## WHAT YOU HAVE TO DO:
Copy out all the entries word for word.

[Records from a collection]
════
//! Command line front end for the gnosis paper importer.
//!
//! This crate provides a CLI tool for importing academic papers using the `gnosis` library.
//! It supports operations like:
//! - Configuration and catalog initialization
//! - Importing a paper from the URL of its page
//! - Batch imports from a file of URLs
//! - Keyword search across catalog titles
//!
//! # Usage
//!
//! ```bash
//! # Write a configuration and create the catalog
//! gnosis init
//!
//! # Extract a paper and save it without prompting
//! gnosis import https://arxiv.org/abs/1706.03762 --save
//!
//! # Import every URL listed in a file
//! gnosis batch reading-list.txt --save
//!
//! # Search the catalog
//! gnosis search attention transformer
//!
//! # Show one paper with its authors
//! gnosis show 1
//! ```
//!
//! Output is colored when attached to a terminal, and saving asks for confirmation
//! unless `--save`, `--no-save` or `--accept-defaults` decides it. Logging detail is
//! raised with repeated `-v` flags or through `RUST_LOG`.

#![warn(missing_docs, clippy::missing_docs_in_private_items)]

use std::path::{Path, PathBuf};

use clap::{builder::ArgAction, Args, Parser, Subcommand};
use console::style;
use gnosis::{
  config::Config,
  database::{Database, StoredPaper},
  draft::PaperDraft,
  error::GnosisError,
  extract::{Extraction, Extractor},
  person::PersonName,
};
use tracing::{debug, trace};
use tracing_subscriber::EnvFilter;

pub mod commands;
pub mod error;
pub mod interaction;

use crate::{commands::*, error::*, interaction::*};

/// Command line interface configuration and argument parsing
#[derive(Parser)]
#[command(author, version, about = "Import academic papers from their web pages into a local catalog")]
pub struct Cli {
  /// Verbose mode (-v, -vv, -vvv) for different levels of logging detail
  #[arg(
        short,
        long,
        action = ArgAction::Count,
        global = true,
        help = "Increase logging verbosity"
    )]
  verbose: u8,

  /// Path to the configuration file. If not specified, uses the default platform-specific
  /// config directory.
  #[arg(long, short, global = true)]
  config: Option<PathBuf>,

  /// The subcommand to execute
  #[command(subcommand)]
  command: Commands,

  /// Skip all prompts and accept defaults (mostly for testing)
  #[arg(long, hide = true, global = true)]
  accept_defaults: bool,
}

impl Cli {
  /// Location of the configuration file in use.
  fn config_path(&self) -> PathBuf { self.config.clone().unwrap_or_else(Config::default_path) }
}

/// Configures the logging system based on the verbosity level
///
/// The verbosity levels are:
/// - 0: error (default)
/// - 1: warn
/// - 2: info
/// - 3: debug
/// - 4+: trace
///
/// `RUST_LOG` takes precedence when set. Logs go to stderr so they never mix with
/// command output.
fn setup_logging(verbosity: u8) {
  let filter = match verbosity {
    0 => "error",
    1 => "warn",
    2 => "info",
    3 => "debug",
    _ => "trace",
  };

  let filter = EnvFilter::try_from_default_env().unwrap_or_else(|_| EnvFilter::new(filter));

  tracing_subscriber::fmt()
    .with_env_filter(filter)
    .with_writer(std::io::stderr)
    .with_file(true)
    .with_line_number(true)
    .with_target(true)
    .init();
}

/// Runs the parsed command against the loaded configuration.
async fn run<I: UserInteraction>(cli: &Cli, interaction: &I) -> Result<()> {
  let config_path = cli.config_path();
  let config = || -> Result<Config> {
    let config = Config::load_or_default(&config_path)?;
    trace!("Using configuration {config:?}");
    Ok(config)
  };

  match cli.command.clone() {
    Commands::Init(init_args) => init(interaction, &config_path, init_args).await,
    Commands::Import(import_args) => import(interaction, &config()?, import_args).await,
    Commands::Batch(batch_args) => batch(interaction, &config()?, batch_args).await,
    Commands::Search(search_args) => search(interaction, &config()?, search_args).await,
    Commands::Show(show_args) => show(interaction, &config()?, show_args).await,
  }
}

/// Entry point for the gnosis CLI application
///
/// Parses the command line, sets up logging and executes the requested command.
/// Any failure is reported with its user-facing message and the process exits
/// with status 1.
#[tokio::main]
async fn main() {
  let cli = Cli::parse();
  setup_logging(cli.verbose);

  let interaction = Terminal::new(cli.accept_defaults);
  if let Err(e) = run(&cli, &interaction).await {
    debug!("Command failed: {e:?}");
    // Reporting itself can only fail if stderr is gone
    let _ = interaction.reply(ResponseContent::Error(&e));
    std::process::exit(1);
  }
}
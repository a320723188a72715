//! Module for showing one catalog paper.

use super::*;

/// Arguments for [`Commands::Show`].
#[derive(Args, Clone)]
pub struct ShowArgs {
  /// Catalog id of the paper, as listed by `search`
  pub id: i64,
}

/// Function for the [`Commands::Show`] in the CLI.
pub async fn show<I: UserInteraction>(
  interaction: &I,
  config: &Config,
  show_args: ShowArgs,
) -> Result<()> {
  let db = Database::open(&config.database_path).await?;
  let paper = db.get_paper(show_args.id).await?.ok_or(GnosisdError::PaperNotFound(show_args.id))?;
  let authors = db.authors_of(paper.id).await?;
  interaction.reply(ResponseContent::Paper(&paper, &authors))
}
════
## ANSWER FOR THE TASK:
//! Command line front end for the gnosis paper importer.
//!
//! This crate provides a CLI tool for importing academic papers using the `gnosis` library.
//! It supports operations like:
//! - Configuration and catalog initialization
//! - Importing a paper from the URL of its page
//! - Batch imports from a file of URLs
//! - Keyword search across catalog titles
//!
//! # Usage
//!
//! ```bash
//! # Write a configuration and create the catalog
//! gnosis init
//!
//! # Extract a paper and save it without prompting
//! gnosis import https://arxiv.org/abs/1706.03762 --save
//!
//! # Import every URL listed in a file
//! gnosis batch reading-list.txt --save
//!
//! # Search the catalog
//! gnosis search attention transformer
//!
//! # Show one paper with its authors
//! gnosis show 1
//! ```
//!
//! Output is colored when attached to a terminal, and saving asks for confirmation
//! unless `--save`, `--no-save` or `--accept-defaults` decides it. Logging detail is
//! raised with repeated `-v` flags or through `RUST_LOG`.

#![warn(missing_docs, clippy::missing_docs_in_private_items)]

use std::path::{Path, PathBuf};

use clap::{builder::ArgAction, Args, Parser, Subcommand};
use console::style;
use gnosis::{
  config::Config,
  database::{Database, StoredPaper},
  draft::PaperDraft,
  error::GnosisError,
  extract::{Extraction, Extractor},
  person::PersonName,
};
use tracing::{debug, trace};
use tracing_subscriber::EnvFilter;

pub mod commands;
pub mod error;
pub mod interaction;

use crate::{commands::*, error::*, interaction::*};

/// Command line interface configuration and argument parsing
#[derive(Parser)]
#[command(author, version, about = "Import academic papers from their web pages into a local catalog")]
pub struct Cli {
  /// Verbose mode (-v, -vv, -vvv) for different levels of logging detail
  #[arg(
        short,
        long,
        action = ArgAction::Count,
        global = true,
        help = "Increase logging verbosity"
    )]
  verbose: u8,

  /// Path to the configuration file. If not specified, uses the default platform-specific
  /// config directory.
  #[arg(long, short, global = true)]
  config: Option<PathBuf>,

  /// The subcommand to execute
  #[command(subcommand)]
  command: Commands,

  /// Skip all prompts and accept defaults (mostly for testing)
  #[arg(long, hide = true, global = true)]
  accept_defaults: bool,
}

impl Cli {
  /// Location of the configuration file in use.
  fn config_path(&self) -> PathBuf { self.config.clone().unwrap_or_else(Config::default_path) }
}

/// Configures the logging system based on the verbosity level
///
/// The verbosity levels are:
/// - 0: error (default)
/// - 1: warn
/// - 2: info
/// - 3: debug
/// - 4+: trace
///
/// `RUST_LOG` takes precedence when set. Logs go to stderr so they never mix with
/// command output.
fn setup_logging(verbosity: u8) {
  let filter = match verbosity {
    0 => "error",
    1 => "warn",
    2 => "info",
    3 => "debug",
    _ => "trace",
  };

  let filter = EnvFilter::try_from_default_env().unwrap_or_else(|_| EnvFilter::new(filter));

  tracing_subscriber::fmt()
    .with_env_filter(filter)
    .with_writer(std::io::stderr)
    .with_file(true)
    .with_line_number(true)
    .with_target(true)
    .init();
}

/// Runs the parsed command against the loaded configuration.
async fn run<I: UserInteraction>(cli: &Cli, interaction: &I) -> Result<()> {
  let config_path = cli.config_path();
  let config = || -> Result<Config> {
    let config = Config::load_or_default(&config_path)?;
    trace!("Using configuration {config:?}");
    Ok(config)
  };

  match cli.command.clone() {
    Commands::Init(init_args) => init(interaction, &config_path, init_args).await,
    Commands::Import(import_args) => import(interaction, &config()?, import_args).await,
    Commands::Batch(batch_args) => batch(interaction, &config()?, batch_args).await,
    Commands::Search(search_args) => search(interaction, &config()?, search_args).await,
    Commands::Show(show_args) => show(interaction, &config()?, show_args).await,
  }
}

/// Entry point for the gnosis CLI application
///
/// Parses the command line, sets up logging and executes the requested command.
/// Any failure is reported with its user-facing message and the process exits
/// with status 1.
#[tokio::main]
async fn main() {
  let cli = Cli::parse();
  setup_logging(cli.verbose);

  let interaction = Terminal::new(cli.accept_defaults);
  if let Err(e) = run(&cli, &interaction).await {
    debug!("Command failed: {e:?}");
    // Reporting itself can only fail if stderr is gone
    let _ = interaction.reply(ResponseContent::Error(&e));
    std::process::exit(1);
  }
}
repository a320723188a72715
//! Module for showing one catalog paper.

use super::*;

/// Arguments for [`Commands::Show`].
#[derive(Args, Clone)]
pub struct ShowArgs {
  /// Catalog id of the paper, as listed by `search`
  pub id: i64,
}

/// Function for the [`Commands::Show`] in the CLI.
pub async fn show<I: UserInteraction>(
  interaction: &I,
  config: &Config,
  show_args: ShowArgs,
) -> Result<()> {
  let db = Database::open(&config.database_path).await?;
  let paper = db.get_paper(show_args.id).await?.ok_or(GnosisdError::PaperNotFound(show_args.id))?;
  let authors = db.authors_of(paper.id).await?;
  interaction.reply(ResponseContent::Paper(&paper, &authors))
}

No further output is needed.